* _Task to complete_
In the records below, the line with "pub(crate) struct StatusStore" opens the range and the line with "pub fn request_cancel(&self, id: TaskId)" closes it; print that range exactly and nothing else.

* _Material provided_
····················

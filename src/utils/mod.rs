// Tue Jan 13 2026 - Alex

pub mod logging;

pub use logging::LoggingUtils;

use std::time::Duration;

pub fn format_duration(duration: Duration) -> String {
    let total_secs = duration.as_secs_f64();

    if total_secs < 0.001 {
        format!("{}µs", duration.as_micros())
    } else if total_secs < 1.0 {
        format!("{}ms", duration.as_millis())
    } else if total_secs < 60.0 {
        format!("{:.2}s", total_secs)
    } else {
        let mins = (total_secs / 60.0).floor();
        let secs = total_secs % 60.0;
        format!("{:.0}m {:.1}s", mins, secs)
    }
}

pub fn pluralize(count: usize, singular: &str, plural: &str) -> String {
    if count == 1 {
        format!("{} {}", count, singular)
    } else {
        format!("{} {}", count, plural)
    }
}

#[cfg(test)]
mod tests {
    use super::*;

    #[test]
    fn test_format_duration() {
        assert_eq!(format_duration(Duration::from_micros(250)), "250µs");
        assert_eq!(format_duration(Duration::from_millis(42)), "42ms");
        assert_eq!(format_duration(Duration::from_millis(1500)), "1.50s");
        assert_eq!(format_duration(Duration::from_secs(90)), "1m 30.0s");
    }

    #[test]
    fn test_pluralize() {
        assert_eq!(pluralize(1, "task", "tasks"), "1 task");
        assert_eq!(pluralize(0, "worker", "workers"), "0 workers");
        assert_eq!(pluralize(3, "task", "tasks"), "3 tasks");
    }
}
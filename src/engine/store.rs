// Tue Jan 13 2026 - Alex

use crate::engine::cancel::CancellationToken;
use crate::engine::context::{ProgressReporter, TaskContext};
use crate::engine::error::{EngineError, EngineResult};
use crate::engine::events::{EventBus, TaskEvent};
use crate::engine::metrics::{EngineMetrics, TaskStatistics};
use crate::engine::result::{ProgressInfo, TaskRecord};
use crate::engine::task::{Job, TaskId, TaskOutput, TaskStatus};
use parking_lot::{Condvar, Mutex};
use std::collections::HashMap;
use std::sync::mpsc::Receiver;
use std::time::{Duration, Instant, SystemTime};

pub(crate) const CANCELLED_BEFORE_START: &str = "Task was cancelled before it started";
pub(crate) const CANCELLED_WHILE_RUNNING: &str = "Task was cancelled while running";
pub(crate) const CANCELLED_ON_SHUTDOWN: &str = "Task was cancelled by engine shutdown";

pub(crate) enum Outcome {
    Completed(TaskOutput),
    Failed(String),
    Cancelled(String),
}

impl Outcome {
    fn status(&self) -> TaskStatus {
        match self {
            Outcome::Completed(_) => TaskStatus::Completed,
            Outcome::Failed(_) => TaskStatus::Failed,
            Outcome::Cancelled(_) => TaskStatus::Cancelled,
        }
    }
}

pub(crate) enum Dispatch {
    Skip,
    Cancelled,
    Run { job: Job, context: TaskContext },
}

struct TaskEntry {
    record: TaskRecord,
    token: CancellationToken,
    reporter: ProgressReporter,
    job: Option<Job>,
}

struct StoreState {
    entries: HashMap<TaskId, TaskEntry>,
    metrics: Option<EngineMetrics>,
    events: EventBus,
}

/// Every record, token and counter lives behind the one mutex in here. All
/// reads copy out under the lock.
pub(crate) struct StatusStore {
    state: Mutex<StoreState>,
    finished: Condvar,
}

impl StatusStore {
    pub fn new(enable_metrics: bool) -> Self {
        Self {
            state: Mutex::new(StoreState {
                entries: HashMap::new(),
                metrics: enable_metrics.then(EngineMetrics::new),
                events: EventBus::default(),
            }),
            finished: Condvar::new(),
        }
    }

    pub fn insert(&self, record: TaskRecord, token: CancellationToken, reporter: ProgressReporter, job: Job) {
        let mut guard = self.state.lock();
        let state = &mut *guard;

        if let Some(metrics) = state.metrics.as_mut() {
            metrics.record_submitted();
        }
        state
            .events
            .publish(TaskEvent::new(record.id, &record.name, None, TaskStatus::Pending));
        state.entries.insert(
            record.id,
            TaskEntry {
                record,
                token,
                reporter,
                job: Some(job),
            },
        );
    }

    pub fn snapshot(&self, id: TaskId) -> Option<TaskRecord> {
        self.state.lock().entries.get(&id).map(|entry| entry.record.clone())
    }

    pub fn contains(&self, id: TaskId) -> bool {
        self.state.lock().entries.contains_key(&id)
    }

    /// Pending tasks are cancelled on the spot; running tasks only get their
    /// token set and finish when the worker observes it.
    pub fn request_cancel(&self, id: TaskId) -> bool {
        let mut guard = self.state.lock();
        let state = &mut *guard;

        let (status, token) = match state.entries.get(&id) {
            Some(entry) => (entry.record.status, entry.token.clone()),
            None => return false,
        };

        match status {
            TaskStatus::Pending => {
                token.cancel();
                move_to(state, id, TaskStatus::Cancelled, |record| {
                    record.error = Some(CANCELLED_BEFORE_START.to_string());
                });
                drop(guard);
                self.finished.notify_all();
                true
            }
            TaskStatus::Running => {
                token.cancel();
                true
            }
            _ => false,
        }
    }

    pub fn begin(&self, id: TaskId) -> Dispatch {
        let mut guard = self.state.lock();
        let state = &mut *guard;

        let entry = match state.entries.get_mut(&id) {
            Some(entry) if entry.record.status == TaskStatus::Pending => entry,
            _ => return Dispatch::Skip,
        };

        if entry.token.is_cancelled() {
            move_to(state, id, TaskStatus::Cancelled, |record| {
                record.error = Some(CANCELLED_BEFORE_START.to_string());
            });
            drop(guard);
            self.finished.notify_all();
            return Dispatch::Cancelled;
        }

        let job = match entry.job.take() {
            Some(job) => job,
            None => return Dispatch::Skip,
        };
        let context = TaskContext::new(
            id,
            entry.record.name.clone(),
            entry.token.clone(),
            entry.reporter.clone(),
        );

        move_to(state, id, TaskStatus::Running, |_| {});
        Dispatch::Run { job, context }
    }

    /// Records the terminal state of a running task. Returns `false` when the
    /// task is unknown or has already finished.
    pub fn finish(&self, id: TaskId, outcome: Outcome) -> bool {
        let to = outcome.status();
        let mut guard = self.state.lock();

        let moved = move_to(&mut guard, id, to, |record| match outcome {
            Outcome::Completed(value) => record.result = Some(value),
            Outcome::Failed(message) | Outcome::Cancelled(message) => record.error = Some(message),
        });

        drop(guard);
        if moved {
            self.finished.notify_all();
        }
        moved
    }

    pub fn update_progress(&self, id: TaskId, progress: ProgressInfo) -> bool {
        let mut guard = self.state.lock();
        match guard.entries.get_mut(&id) {
            Some(entry) if !entry.record.is_terminal() => {
                entry.record.progress = Some(progress);
                true
            }
            _ => false,
        }
    }

    /// Blocks until the task is terminal. The lock is released while
    /// sleeping; each sleep is capped at `poll` so a missed wake-up costs at
    /// most one interval. A timeout too large to represent waits forever.
    pub fn wait_terminal(&self, id: TaskId, timeout: Option<Duration>, poll: Duration) -> EngineResult<TaskRecord> {
        let started = Instant::now();
        let deadline = timeout.and_then(|timeout| started.checked_add(timeout));
        let mut guard = self.state.lock();

        loop {
            match guard.entries.get(&id) {
                None => return Err(EngineError::NotFound(id)),
                Some(entry) if entry.record.is_terminal() => return Ok(entry.record.clone()),
                Some(_) => {}
            }

            let mut nap = poll;
            if let Some(deadline) = deadline {
                let now = Instant::now();
                if now >= deadline {
                    return Err(EngineError::Timeout {
                        id,
                        waited: started.elapsed(),
                    });
                }
                nap = nap.min(deadline - now);
            }

            self.finished.wait_for(&mut guard, nap);
        }
    }

    pub fn records(&self) -> Vec<TaskRecord> {
        let guard = self.state.lock();
        let mut records: Vec<TaskRecord> = guard.entries.values().map(|entry| entry.record.clone()).collect();
        records.sort_by(|a, b| a.created_at.cmp(&b.created_at));
        records
    }

    pub fn active_ids(&self) -> Vec<TaskId> {
        let guard = self.state.lock();
        let mut active: Vec<&TaskRecord> = guard
            .entries
            .values()
            .map(|entry| &entry.record)
            .filter(|record| record.status.is_active())
            .collect();
        active.sort_by(|a, b| a.created_at.cmp(&b.created_at));
        active.into_iter().map(|record| record.id).collect()
    }

    pub fn remove(&self, id: TaskId) -> Option<TaskRecord> {
        let mut guard = self.state.lock();
        let terminal = guard
            .entries
            .get(&id)
            .map(|entry| entry.record.is_terminal())
            .unwrap_or(false);
        if !terminal {
            return None;
        }
        guard.entries.remove(&id).map(|entry| entry.record)
    }

    pub fn cleanup_finished(&self, older_than: Duration) -> usize {
        let now = SystemTime::now();
        let mut guard = self.state.lock();
        let before = guard.entries.len();

        guard.entries.retain(|_, entry| {
            let expired = entry
                .record
                .completed_at
                .and_then(|completed| now.duration_since(completed).ok())
                .map(|age| age >= older_than)
                .unwrap_or(false);
            !(entry.record.is_terminal() && expired)
        });

        before - guard.entries.len()
    }

    pub fn statistics(&self) -> TaskStatistics {
        let guard = self.state.lock();
        let mut stats = TaskStatistics::default();

        for entry in guard.entries.values() {
            match entry.record.status {
                TaskStatus::Pending => stats.pending += 1,
                TaskStatus::Running => stats.running += 1,
                TaskStatus::Completed => stats.completed += 1,
                TaskStatus::Failed => stats.failed += 1,
                TaskStatus::Cancelled => stats.cancelled += 1,
            }
        }

        stats
    }

    pub fn metrics(&self) -> Option<EngineMetrics> {
        self.state.lock().metrics
    }

    pub fn subscribe(&self) -> Receiver<TaskEvent> {
        self.state.lock().events.subscribe()
    }

    pub fn cancel_all_pending(&self, reason: &str) -> usize {
        let mut guard = self.state.lock();
        let state = &mut *guard;

        let pending: Vec<TaskId> = state
            .entries
            .values()
            .filter(|entry| entry.record.status == TaskStatus::Pending)
            .map(|entry| entry.record.id)
            .collect();

        for id in &pending {
            if let Some(entry) = state.entries.get(id) {
                entry.token.cancel();
            }
            move_to(state, *id, TaskStatus::Cancelled, |record| {
                record.error = Some(reason.to_string());
            });
        }

        drop(guard);
        if !pending.is_empty() {
            self.finished.notify_all();
        }
        pending.len()
    }

    pub fn cancel_running(&self) -> usize {
        let guard = self.state.lock();
        guard
            .entries
            .values()
            .filter(|entry| entry.record.status == TaskStatus::Running)
            .filter(|entry| entry.token.cancel())
            .count()
    }
}

/// Applies one validated transition, stamping timestamps, counting it in the
/// metrics and announcing it to subscribers.
fn move_to<F>(state: &mut StoreState, id: TaskId, to: TaskStatus, update: F) -> bool
where
    F: FnOnce(&mut TaskRecord),
{
    let entry = match state.entries.get_mut(&id) {
        Some(entry) => entry,
        None => return false,
    };

    let from = entry.record.status;
    if !from.can_transition_to(to) {
        log::debug!("Ignoring transition {} -> {} for task {}", from, to, id);
        return false;
    }

    let now = SystemTime::now();
    entry.record.status = to;
    match to {
        TaskStatus::Running => entry.record.started_at = Some(now),
        status if status.is_terminal() => {
            entry.record.completed_at = Some(now);
            entry.job = None;
        }
        _ => {}
    }
    update(&mut entry.record);

    let event = TaskEvent::new(id, &entry.record.name, Some(from), to);

    if let Some(metrics) = state.metrics.as_mut() {
        match to {
            TaskStatus::Running => metrics.record_started(),
            TaskStatus::Completed => metrics.record_completed(),
            TaskStatus::Failed => metrics.record_failed(),
            TaskStatus::Cancelled => metrics.record_cancelled(from == TaskStatus::Running),
            TaskStatus::Pending => {}
        }
    }

    state.events.publish(event);
    true
}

····················

* _Exercise output_
pub(crate) struct StatusStore {
    state: Mutex<StoreState>,
    finished: Condvar,
}

impl StatusStore {
    pub fn new(enable_metrics: bool) -> Self {
        Self {
            state: Mutex::new(StoreState {
                entries: HashMap::new(),
                metrics: enable_metrics.then(EngineMetrics::new),
                events: EventBus::default(),
            }),
            finished: Condvar::new(),
        }
    }

    pub fn insert(&self, record: TaskRecord, token: CancellationToken, reporter: ProgressReporter, job: Job) {
        let mut guard = self.state.lock();
        let state = &mut *guard;

        if let Some(metrics) = state.metrics.as_mut() {
            metrics.record_submitted();
        }
        state
            .events
            .publish(TaskEvent::new(record.id, &record.name, None, TaskStatus::Pending));
        state.entries.insert(
            record.id,
            TaskEntry {
                record,
                token,
                reporter,
                job: Some(job),
            },
        );
    }

    pub fn snapshot(&self, id: TaskId) -> Option<TaskRecord> {
        self.state.lock().entries.get(&id).map(|entry| entry.record.clone())
    }

    pub fn contains(&self, id: TaskId) -> bool {
        self.state.lock().entries.contains_key(&id)
    }

    /// Pending tasks are cancelled on the spot; running tasks only get their
    /// token set and finish when the worker observes it.
    pub fn request_cancel(&self, id: TaskId) -> bool {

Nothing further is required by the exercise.